Growing up in a family that lived and breathed music, it was just there, like the blood in my veins. I never thought about it really, I just was. And I'm sure the constant playing and singing had something to do with it! And honestly speaking, the pain I endured as a child of two violent alcoholics, left me plenty of fodder for the mission. By the time I was a teenager, I swore off the music business. I associated pain with music and I didn't have what I needed [spiritually] to separate or understand it. But the music was in me. God put it there and it festered like an internal wound until finally, in 1988 I surrendered to it.

Hallels:  How did you start writing songs for artists like Patty Loveless, Ricky Van Shelton, Confederate Railroad, Dwight Yokoam and so forth?

After my 'surrender', in '88, the doors starting opening so fast I could hardly keep up. A friend introduced me to Steve Popovich, Sr, who was heading up Polygram Nashville at the time, and he just took me under his wing. I was hanging out at the label one afternoon rehearsing [for a benefit I was doing at Station Inn for 'Dream-Makers'] with a lady who just couldn't get the "Louvin" harmony down. About that time another lady marches back to the kitchen where we were and says, "Who's back here singing these Louvin Brother songs?" So as it turns out, she, Pamela Brown Hayes, [formally of an all-girl bluegrass band who did mostly Louvin tunes], sang with me at the benefit. We became fast friends and started writing together. She was a staff writer for Mel Tillis and when she started turning in the songs with my name on them, they offered me a deal. It was there I learned from one of the best ~ Mel Tillis. Our pub director, Ben Payne, set about pairing me with the best writers in town. The name didn't hurt either. It got me in any door I knocked on, but it was up to me to stay there.

Hallels:  One of my all time favourite songs of yours is "Keep It Between the Lines," recorded by Ricky Van Shelton.  How did you come to write that song?

I was a single mom to three boys for 12 years.
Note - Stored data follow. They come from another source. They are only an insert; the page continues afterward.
//! The host capability interface.
//!
//! A concrete HTTP server adapts its native request/response objects to
//! [`Host`]. The dispatch table that serves guest imports is written purely
//! in terms of this trait: it marshals guest memory, then calls exactly one
//! capability method. Nothing here knows which server is on the other side.
//!
//! # Exchanges
//!
//! [`Host::Exchange`] is the per-request handle an adapter uses to reach the
//! real request and response. The runtime binds one exchange to a guest
//! instance for the length of a single `handle` call and hands it back
//! afterwards, so an instance never holds on to a request it is not serving.

use async_trait::async_trait;
use tracing::info;

use http_wasm_common::HostError;

use crate::abi::BodyChunk;

/// Capabilities a server engine exposes to guests.
///
/// All methods except [`Host::next`] are synchronous: they only touch state
/// already buffered in the exchange. `next` runs the downstream handler and
/// may await I/O.
#[async_trait]
pub trait Host: Send + Sync + 'static {
    /// Per-request state the adapter needs to serve one exchange.
    type Exchange: Send + 'static;

    /// Record a message logged by the guest.
    ///
    /// `exchange` is `None` when the guest logs during `_start`. Returning an
    /// error traps the guest.
    fn log(&self, exchange: Option<&Self::Exchange>, message: &str) -> Result<(), HostError> {
        let _ = exchange;
        info!(guest_log = true, "{message}");
        Ok(())
    }

    /// Request method, e.g. `GET`.
    fn get_method(&self, exchange: &Self::Exchange) -> String;

    /// Request path without the query string.
    fn get_path(&self, exchange: &Self::Exchange) -> String;

    /// Replace the request path. The query string is left as is.
    fn set_path(&self, exchange: &mut Self::Exchange, path: &str) -> Result<(), HostError>;

    /// Protocol version, e.g. `HTTP/1.1`.
    fn get_protocol_version(&self, exchange: &Self::Exchange) -> String;

    /// Look up a request header by case-insensitive name.
    ///
    /// `Some(vec![])` is a header that is present but empty.
    fn get_request_header(&self, exchange: &Self::Exchange, name: &str) -> Option<Vec<u8>>;

    /// Read up to `max` bytes of the request body.
    fn read_request_body(
        &self,
        exchange: &mut Self::Exchange,
        max: usize,
    ) -> Result<BodyChunk, HostError>;

    /// Write to the request body forwarded by `next`.
    ///
    /// The first write in an exchange replaces the body; later writes append.
    fn write_request_body(
        &self,
        exchange: &mut Self::Exchange,
        body: &[u8],
    ) -> Result<(), HostError>;

    /// Set or overwrite a response header.
    fn set_response_header(
        &self,
        exchange: &mut Self::Exchange,
        name: &str,
        value: &str,
    ) -> Result<(), HostError>;

    /// Answer the request directly.
    ///
    /// When `body` is non-empty and no `Content-Length` was set, the adapter
    /// sets it to `body.len()`.
    fn send_response(
        &self,
        exchange: &mut Self::Exchange,
        status: u32,
        body: &[u8],
    ) -> Result<(), HostError>;

    /// Delegate the request to the downstream handler.
    async fn next(&self, exchange: &mut Self::Exchange) -> Result<(), HostError>;

    /// Read up to `max` bytes of the downstream response body.
    fn read_response_body(
        &self,
        exchange: &mut Self::Exchange,
        max: usize,
    ) -> Result<BodyChunk, HostError>;

    /// Write to the response body returned to the client.
    ///
    /// The first write in an exchange replaces the downstream body; later
    /// writes append.
    fn write_response_body(
        &self,
        exchange: &mut Self::Exchange,
        body: &[u8],
    ) -> Result<(), HostError>;
}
And one night while I was cooking supper, my oldest sat at the table coloring. And it happened just like the song says, "mom won't you do one with me?" I said, "oh honey I'm so old I forgot how." [meaning I'm too busy right now! Lol] But he said, "I'll sit here beside you, it's easy you'll do fine if you just stay between the lines." I had a writing appointment the next day with a grammy award winning songwriter and it just flowed like honey. We always said God wrote that song.

Hallels:  Have you ever thought about recording all the songs you have had written for others? 

Ha, oh Lord yes. Most writers have, thought about it, or done it. We used to get frustrated and say, 'if I'm gonna get a cut I'll have to cut it myself!' But really I never had a desire to do the artist thing. I enjoy performing, I truly do, but I grew up on the road and I didn't like it then and I don't like it now. And remember, I had three kids all in elementary school during the most successful times of my writing career, so I wore a lot of hats.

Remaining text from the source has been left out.